New York Supreme and/or Appellate Courts SUPREME COURT, APPELLATE TERM, SECOND DEPARTMENT, 9th and 10th JUDICIAL DISTRICTS
April 2, 2012
FRANK SORRENTINO, RESPONDENT,
VILLAGE OF LYNBROOK, APPELLANT.
Appeal from a judgment of the District Court of Nassau County, Second District (Martin J. Massell, J.), entered October 26, 2010.
Sorrentino v Village of Lynbrook
Appellate Term, Second Department
Published by New York State Law Reporting Bureau pursuant to Judiciary Law § 431.
This opinion is uncorrected and will not be published in the printed Official Reports.
Decided on April 2, 2012
PRESENT: MOLIA, J.P., NICOLAI and LaCAVA, JJ
The judgment, after a non-jury trial, awarded plaintiff the principal sum of $2,100.
ORDERED that the judgment is reversed, without costs, and the action is dismissed.
Plaintiff commenced this small claims action for "money owed" by the filing of a summons and endorsed complaint. On a small claims complaint form, plaintiff alleged that defendant's employee had damaged the front of his building during snow removal and noted that the "village employee admitted the accident." Following a non-jury trial, the District Court awarded plaintiff the principal sum of $2,100.

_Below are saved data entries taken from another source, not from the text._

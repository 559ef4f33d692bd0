//! Character controller: drives the physics body from the movement intent
//! and mirrors the simulated body onto the render actor and camera target.
//!
//! The controller never owns the body, actor or camera. It reaches them
//! through the small traits below so the simulation can hand over rapier
//! bodies and scene objects, and tests can hand over plain structs.

use std::f32::consts::{PI, TAU};

use glam::Vec3;

use crate::config::ControllerConfig;
use crate::keymap::MovementIntent;

/// Horizontal speeds below this are snapped to rest.
const REST_SPEED: f32 = 1e-3;

pub trait PhysicsBody {
    fn linvel(&self) -> Vec3;
    fn set_linvel(&mut self, velocity: Vec3);
    fn translation(&self) -> Vec3;
}

pub trait RenderActor {
    fn set_transform(&mut self, position: Vec3, yaw: f32);
}

pub trait CameraTarget {
    fn set_target(&mut self, target: Vec3);
}

/// What the renderer sees of the character.
#[derive(Debug, Clone, Copy, PartialEq)]
pub struct CharacterState {
    pub render_position: Vec3,
    pub render_yaw: f32,
}

pub struct CharacterController {
    config: ControllerConfig,
    state: CharacterState,
}

impl CharacterController {
    pub fn new(config: ControllerConfig, spawn: Vec3) -> Self {
        Self {
            config,
            state: CharacterState {
                render_position: Vec3::new(spawn.x, config.ground_offset, spawn.z),
                render_yaw: 0.0,
            },
        }
    }

    pub fn state(&self) -> CharacterState {
        self.state
    }

    pub fn config(&self) -> &ControllerConfig {
        &self.config
    }

    /// Run once per frame after the physics world has stepped.
    ///
    /// Reads the freshly stepped body position into the render transform
    /// (vertical pinned to the ground offset), eases the yaw toward the
    /// intent's facing, then commands the body velocity for the next step.
    pub fn step(
        &mut self,
        intent: &MovementIntent,
        dt: f32,
        body: &mut impl PhysicsBody,
        actor: &mut impl RenderActor,
        camera: &mut impl CameraTarget,
    ) {
        let frames = if self.config.nominal_dt > 0.0 {
            (dt / self.config.nominal_dt).max(0.0)
        } else {
            1.0
        };

        let simulated = body.translation();
        self.state.render_position =
            Vec3::new(simulated.x, self.config.ground_offset, simulated.z);

        let alpha = 1.0 - (1.0 - self.config.smoothing).powf(frames);
        self.state.render_yaw = lerp_angle(self.state.render_yaw, intent.target_facing, alpha);

        body.set_linvel(self.commanded_velocity(intent, body.linvel(), frames));

        actor.set_transform(self.state.render_position, self.state.render_yaw);
        camera.set_target(self.state.render_position + self.config.camera_offset);
    }

    /// The body's vertical velocity is left to gravity and contacts.
    fn commanded_velocity(&self, intent: &MovementIntent, current: Vec3, frames: f32) -> Vec3 {
        if intent.is_moving() {
            let direction = if self.config.normalize_direction {
                intent.direction.normalize_or_zero()
            } else {
                intent.direction
            };
            return Vec3::new(
                direction.x * self.config.speed,
                current.y,
                direction.y * self.config.speed,
            );
        }

        let k = self.config.damping.powf(frames);
        let (vx, vz) = (current.x * k, current.z * k);
        if vx.hypot(vz) < REST_SPEED {
            Vec3::new(0.0, current.y, 0.0)
        } else {
            Vec3::new(vx, current.y, vz)
        }
    }
}

/// Wrap an angle into `[-PI, PI)`. Angles already in range are returned untouched.
pub fn wrap_angle(a: f32) -> f32 {
    if (-PI..PI).contains(&a) {
        a
    } else {
        (a + PI).rem_euclid(TAU) - PI
    }
}

/// Interpolate `current` toward `target` along the shorter arc.
pub fn lerp_angle(current: f32, target: f32, t: f32) -> f32 {
    wrap_angle(current + wrap_angle(target - current) * t)
}

#[cfg(test)]
mod tests {
    use super::*;
    use glam::Vec2;
    use std::f32::consts::FRAC_PI_2;

    #[derive(Default)]
    struct TestBody {
        position: Vec3,
        velocity: Vec3,
    }

    impl PhysicsBody for TestBody {
        fn linvel(&self) -> Vec3 {
            self.velocity
        }
        fn set_linvel(&mut self, velocity: Vec3) {
            self.velocity = velocity;
        }
        fn translation(&self) -> Vec3 {
            self.position
        }
    }

    #[derive(Default)]
    struct TestActor {
        position: Vec3,
        yaw: f32,
    }

    impl RenderActor for TestActor {
        fn set_transform(&mut self, position: Vec3, yaw: f32) {
            self.position = position;
            self.yaw = yaw;
        }
    }

    #[derive(Default)]
    struct TestCamera {
        target: Vec3,
    }

    impl CameraTarget for TestCamera {
        fn set_target(&mut self, target: Vec3) {
            self.target = target;
        }
    }

    const DT: f32 = 1.0 / 60.0;

    fn intent(direction: Vec2, facing: f32) -> MovementIntent {
        MovementIntent {
            direction,
            target_facing: facing,
        }
    }

    #[test]
    fn moving_intent_sets_horizontal_velocity() {
        let mut controller = CharacterController::new(ControllerConfig::default(), Vec3::ZERO);
        let mut body = TestBody {
            velocity: Vec3::new(0.0, -2.0, 0.0),
            ..Default::default()
        };
        controller.step(
            &intent(Vec2::new(0.0, 3.0), 0.0),
            DT,
            &mut body,
            &mut TestActor::default(),
            &mut TestCamera::default(),
        );
        assert_eq!(body.velocity, Vec3::new(0.0, -2.0, 15.0));
    }

    #[test]
    fn normalized_direction_uses_unit_vector() {
        let config = ControllerConfig {
            normalize_direction: true,
            ..Default::default()
        };
        let mut controller = CharacterController::new(config, Vec3::ZERO);
        let mut body = TestBody::default();
        controller.step(
            &intent(Vec2::new(3.0, 3.0), 0.0),
            DT,
            &mut body,
            &mut TestActor::default(),
            &mut TestCamera::default(),
        );
        let horizontal = Vec2::new(body.velocity.x, body.velocity.z);
        assert!((horizontal.length() - 5.0).abs() < 1e-5);
    }

    #[test]
    fn idle_intent_damps_velocity() {
        let mut controller = CharacterController::new(ControllerConfig::default(), Vec3::ZERO);
        let mut body = TestBody {
            velocity: Vec3::new(10.0, 1.0, -20.0),
            ..Default::default()
        };
        controller.step(
            &MovementIntent::IDLE,
            DT,
            &mut body,
            &mut TestActor::default(),
            &mut TestCamera::default(),
        );
        assert!((body.velocity.x - 9.0).abs() < 1e-4);
        assert!((body.velocity.z + 18.0).abs() < 1e-4);
        assert_eq!(body.velocity.y, 1.0);
    }

    #[test]
    fn damping_at_rest_stays_at_rest() {
        let mut controller = CharacterController::new(ControllerConfig::default(), Vec3::ZERO);
        let mut body = TestBody::default();
        for _ in 0..600 {
            controller.step(
                &MovementIntent::IDLE,
                DT,
                &mut body,
                &mut TestActor::default(),
                &mut TestCamera::default(),
            );
        }
        assert_eq!(body.velocity, Vec3::ZERO);
    }

    #[test]
    fn render_height_is_clamped_to_ground() {
        let mut controller = CharacterController::new(ControllerConfig::default(), Vec3::ZERO);
        let mut actor = TestActor::default();
        for height in [-3.0, 0.0, 0.97, 7.25, 1000.0] {
            let mut body = TestBody {
                position: Vec3::new(4.0, height, -2.0),
                ..Default::default()
            };
            controller.step(
                &MovementIntent::IDLE,
                DT,
                &mut body,
                &mut actor,
                &mut TestCamera::default(),
            );
            assert_eq!(actor.position, Vec3::new(4.0, 0.0, -2.0));
            assert_eq!(body.position.y, height);
        }
    }

    #[test]
    fn camera_trails_render_position() {
        let mut controller = CharacterController::new(ControllerConfig::default(), Vec3::ZERO);
        let mut body = TestBody {
            position: Vec3::new(1.0, 0.8, 2.0),
            ..Default::default()
        };
        let mut camera = TestCamera::default();
        controller.step(
            &MovementIntent::IDLE,
            DT,
            &mut body,
            &mut TestActor::default(),
            &mut camera,
        );
        assert_eq!(camera.target, Vec3::new(1.0, 10.0, -2.0));
    }

    #[test]
    fn yaw_converges_without_overshoot() {
        let mut controller = CharacterController::new(ControllerConfig::default(), Vec3::ZERO);
        let mut body = TestBody::default();
        let mut actor = TestActor::default();
        let target = FRAC_PI_2;
        let mut previous_error = (target - controller.state().render_yaw).abs();

        for _ in 0..120 {
            controller.step(
                &intent(Vec2::ZERO, target),
                DT,
                &mut body,
                &mut actor,
                &mut TestCamera::default(),
            );
            let yaw = controller.state().render_yaw;
            assert!(yaw <= target);
            let error = (target - yaw).abs();
            assert!(error < previous_error || error == 0.0);
            previous_error = error;
        }
        assert!(previous_error < 1e-3);
        assert_eq!(actor.yaw, controller.state().render_yaw);
    }

    #[test]
    fn first_yaw_step_uses_reference_factor() {
        let mut controller = CharacterController::new(ControllerConfig::default(), Vec3::ZERO);
        controller.step(
            &intent(Vec2::ZERO, 1.0),
            DT,
            &mut TestBody::default(),
            &mut TestActor::default(),
            &mut TestCamera::default(),
        );
        assert!((controller.state().render_yaw - 0.1).abs() < 1e-5);
    }

    #[test]
    fn yaw_turns_through_the_short_arc() {
        let next = lerp_angle(PI - 0.1, -PI + 0.1, 0.5);
        assert!((next.abs() - PI).abs() < 1e-4);
        assert!((wrap_angle(2.5 * PI) - FRAC_PI_2).abs() < 1e-5);
    }
}
pub mod anim;
pub mod app;
pub mod assets;
pub mod camera;
pub mod clock;
pub mod config;
pub mod controller;
pub mod error;
pub mod input;
pub mod keymap;
pub mod mesh;
pub mod physics;
pub mod render;
pub mod sim;

pub use app::run;
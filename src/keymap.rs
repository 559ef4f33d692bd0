//! Ordered key-mapping table and the input resolver.
//!
//! Entries are evaluated in declaration order. A matching entry adds its
//! planar delta to the direction and overwrites the facing, so the last
//! matching facing wins. Single-key entries must come before the chord
//! entries that override their facing for diagonal input.

use std::collections::HashSet;
use std::f32::consts::{FRAC_PI_2, FRAC_PI_4, PI};

use glam::Vec2;
use winit::keyboard::KeyCode;

use crate::config::KEY_STEP;

#[derive(Debug, Clone, Copy, PartialEq, Eq)]
pub enum KeyCombo {
    Single(KeyCode),
    Chord(KeyCode, KeyCode),
}

impl KeyCombo {
    pub fn is_held(&self, held: &HashSet<KeyCode>) -> bool {
        match *self {
            KeyCombo::Single(key) => held.contains(&key),
            KeyCombo::Chord(a, b) => held.contains(&a) && held.contains(&b),
        }
    }

    pub fn contains(&self, key: KeyCode) -> bool {
        match *self {
            KeyCombo::Single(k) => k == key,
            KeyCombo::Chord(a, b) => a == key || b == key,
        }
    }
}

#[derive(Debug, Clone, Copy, PartialEq)]
pub struct KeyMapping {
    pub combo: KeyCombo,
    /// Planar (x, z) contribution while the combo is held.
    pub delta: Option<Vec2>,
    /// Facing (yaw, radians) written while the combo is held.
    pub facing: Option<f32>,
}

impl KeyMapping {
    pub fn movement(key: KeyCode, delta: Vec2, facing: f32) -> Self {
        Self {
            combo: KeyCombo::Single(key),
            delta: Some(delta),
            facing: Some(facing),
        }
    }

    pub fn facing(a: KeyCode, b: KeyCode, facing: f32) -> Self {
        Self {
            combo: KeyCombo::Chord(a, b),
            delta: None,
            facing: Some(facing),
        }
    }

    fn moves(&self) -> bool {
        self.delta.is_some_and(|d| d != Vec2::ZERO)
    }
}

/// Resolved direction and facing for the current key state.
///
/// `direction` is planar: `x` is world X, `y` is world Z.
#[derive(Debug, Clone, Copy, PartialEq)]
pub struct MovementIntent {
    pub direction: Vec2,
    pub target_facing: f32,
}

impl MovementIntent {
    pub const IDLE: Self = Self {
        direction: Vec2::ZERO,
        target_facing: 0.0,
    };

    pub fn is_moving(&self) -> bool {
        self.direction != Vec2::ZERO
    }
}

impl Default for MovementIntent {
    fn default() -> Self {
        Self::IDLE
    }
}

#[derive(Debug, Clone)]
pub struct KeyRegistry {
    entries: Vec<KeyMapping>,
}

impl KeyRegistry {
    pub fn new(entries: Vec<KeyMapping>) -> Self {
        let registry = Self { entries };
        for (chord, single) in registry.ordering_conflicts() {
            log::warn!(
                "Key mapping #{} ({:?}) is declared after chord #{} ({:?}) and will override its facing",
                single,
                registry.entries[single].combo,
                chord,
                registry.entries[chord].combo,
            );
        }
        registry
    }

    /// WASD and arrow keys. Forward is +Z (yaw 0), left is +X (yaw +pi/2).
    pub fn default_bindings() -> Self {
        let mut entries = Vec::new();
        let layouts = [
            (KeyCode::KeyW, KeyCode::KeyS, KeyCode::KeyA, KeyCode::KeyD),
            (
                KeyCode::ArrowUp,
                KeyCode::ArrowDown,
                KeyCode::ArrowLeft,
                KeyCode::ArrowRight,
            ),
        ];

        for &(forward, back, left, right) in &layouts {
            entries.push(KeyMapping::movement(forward, Vec2::new(0.0, KEY_STEP), 0.0));
            entries.push(KeyMapping::movement(back, Vec2::new(0.0, -KEY_STEP), PI));
            entries.push(KeyMapping::movement(left, Vec2::new(KEY_STEP, 0.0), FRAC_PI_2));
            entries.push(KeyMapping::movement(right, Vec2::new(-KEY_STEP, 0.0), -FRAC_PI_2));
        }
        for &(forward, back, left, right) in &layouts {
            entries.push(KeyMapping::facing(forward, left, FRAC_PI_4));
            entries.push(KeyMapping::facing(forward, right, -FRAC_PI_4));
            entries.push(KeyMapping::facing(back, left, 3.0 * FRAC_PI_4));
            entries.push(KeyMapping::facing(back, right, -3.0 * FRAC_PI_4));
        }

        Self::new(entries)
    }

    pub fn entries(&self) -> &[KeyMapping] {
        &self.entries
    }

    /// Pairs `(chord_index, single_index)` where a single-key entry with a
    /// facing is declared after a chord containing its key.
    pub fn ordering_conflicts(&self) -> Vec<(usize, usize)> {
        let mut conflicts = Vec::new();
        for (i, chord) in self.entries.iter().enumerate() {
            if !matches!(chord.combo, KeyCombo::Chord(..)) || chord.facing.is_none() {
                continue;
            }
            for (j, single) in self.entries.iter().enumerate().skip(i + 1) {
                if let KeyCombo::Single(key) = single.combo
                    && single.facing.is_some()
                    && chord.combo.contains(key)
                {
                    conflicts.push((i, j));
                }
            }
        }
        conflicts
    }

    /// Resolve held keys into an intent. With nothing matching a facing,
    /// `last_facing` is kept.
    pub fn resolve(&self, held: &HashSet<KeyCode>, last_facing: f32) -> MovementIntent {
        let mut direction = Vec2::ZERO;
        let mut target_facing = last_facing;

        for entry in self.entries.iter().filter(|e| e.combo.is_held(held)) {
            if let Some(delta) = entry.delta {
                direction += delta;
            }
            if let Some(facing) = entry.facing {
                target_facing = facing;
            }
        }

        MovementIntent {
            direction,
            target_facing,
        }
    }

    /// Whether `key` on its own drives any translation.
    pub fn contributes_movement(&self, key: KeyCode) -> bool {
        self.entries
            .iter()
            .any(|e| e.moves() && e.combo.contains(key))
    }

    /// Whether any held key drives translation (net cancellation is ignored).
    pub fn has_movement_key(&self, held: &HashSet<KeyCode>) -> bool {
        held.iter().any(|&key| self.contributes_movement(key))
    }
}

#[cfg(test)]
mod tests {
    use super::*;

    fn held(keys: &[KeyCode]) -> HashSet<KeyCode> {
        keys.iter().copied().collect()
    }

    #[test]
    fn single_key_moves_and_faces() {
        let registry = KeyRegistry::default_bindings();
        let intent = registry.resolve(&held(&[KeyCode::KeyW]), 1.0);
        assert_eq!(intent.direction, Vec2::new(0.0, 3.0));
        assert_eq!(intent.target_facing, 0.0);
    }

    #[test]
    fn diagonal_chord_overrides_cardinal_facing() {
        let registry = KeyRegistry::default_bindings();
        let intent = registry.resolve(&held(&[KeyCode::KeyW, KeyCode::KeyA]), 0.0);
        assert_eq!(intent.direction, Vec2::new(3.0, 3.0));
        assert_eq!(intent.target_facing, FRAC_PI_4);

        let intent = registry.resolve(&held(&[KeyCode::KeyS, KeyCode::KeyD]), 0.0);
        assert_eq!(intent.target_facing, -3.0 * FRAC_PI_4);
    }

    #[test]
    fn reordering_changes_diagonal_facing() {
        let entries = vec![
            KeyMapping::facing(KeyCode::KeyW, KeyCode::KeyA, FRAC_PI_4),
            KeyMapping::movement(KeyCode::KeyW, Vec2::new(0.0, 3.0), 0.0),
            KeyMapping::movement(KeyCode::KeyA, Vec2::new(3.0, 0.0), FRAC_PI_2),
        ];
        let registry = KeyRegistry::new(entries);
        assert_eq!(registry.ordering_conflicts(), vec![(0, 1), (0, 2)]);

        let intent = registry.resolve(&held(&[KeyCode::KeyW, KeyCode::KeyA]), 0.0);
        assert_eq!(intent.target_facing, FRAC_PI_2);
    }

    #[test]
    fn default_bindings_are_ordered() {
        assert!(KeyRegistry::default_bindings().ordering_conflicts().is_empty());
    }

    #[test]
    fn no_keys_gives_zero_direction_and_sticky_facing() {
        let registry = KeyRegistry::default_bindings();
        let moving = registry.resolve(&held(&[KeyCode::KeyD]), 0.0);
        let stopped = registry.resolve(&held(&[]), moving.target_facing);
        assert_eq!(stopped.direction, Vec2::ZERO);
        assert_eq!(stopped.target_facing, -FRAC_PI_2);

        let again = registry.resolve(&held(&[]), stopped.target_facing);
        assert_eq!(again, stopped);
    }

    #[test]
    fn opposing_keys_cancel_but_still_face() {
        let registry = KeyRegistry::default_bindings();
        let intent = registry.resolve(&held(&[KeyCode::KeyW, KeyCode::KeyS]), 0.5);
        assert_eq!(intent.direction, Vec2::ZERO);
        assert_eq!(intent.target_facing, PI);

        let intent = registry.resolve(&held(&[KeyCode::KeyA, KeyCode::KeyD]), 0.5);
        assert_eq!(intent.direction, Vec2::ZERO);
        assert_eq!(intent.target_facing, -FRAC_PI_2);
    }

    #[test]
    fn unmapped_keys_do_not_contribute() {
        let registry = KeyRegistry::default_bindings();
        assert!(registry.contributes_movement(KeyCode::ArrowLeft));
        assert!(!registry.contributes_movement(KeyCode::Space));
        assert!(!registry.has_movement_key(&held(&[KeyCode::Space, KeyCode::ShiftLeft])));
        assert!(registry.has_movement_key(&held(&[KeyCode::Space, KeyCode::KeyS])));
    }
}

Upon a review of the record, we find that the judgment in favor of plaintiff did not render substantial justice between the parties (see UDCA 1807). To recover damages for an accident which occurred when a snow plow owned or operated by the federal, state or local government is engaged in snow removal, a plaintiff must show, under Vehicle and Traffic Law § 1103 (b), that the driver exhibited a "reckless disregard" for the safety of others (see State Farm Mut. Auto. Ins. Co. v Town of Babylon, 9 Misc 3d 128[A], 2005 NY Slip Op 51528[U] [App Term, 9th & 10th Jud Dists 2005], citing Riley v County of Broome, 95 NY2d 455 ; see also Primeau v Town of Amherst, 5 NY3d 844 ; Rockland Coaches, Inc. v Town of Clarkstown, 49 AD3d 705 ). Recovery under the reckless disregard standard of Vehicle and Traffic Law § 1103 (b) requires more than a showing of ordinary negligence. Rather, there must be proof that "the actor has intentionally done an act of unreasonable character in disregard of a known or obvious risk that was so great as to make it highly probable that harm would result and has done so with conscious indifference to the outcome" (Riley v County of Broome, 95 NY2d at 466 [internal quotations and citations omitted]). In the instant case, plaintiff failed to satisfy his burden of showing that the damages were caused by the snow plow operator's reckless disregard of a known or obvious risk; plaintiff repeatedly characterized the incident as an "accident," without adducing further proof of the driver's conduct.
As the requisite standard for liability was not met, the judgment is reversed and the action dismissed.
Molia, J.P., Nicolai and LaCava, JJ., concur.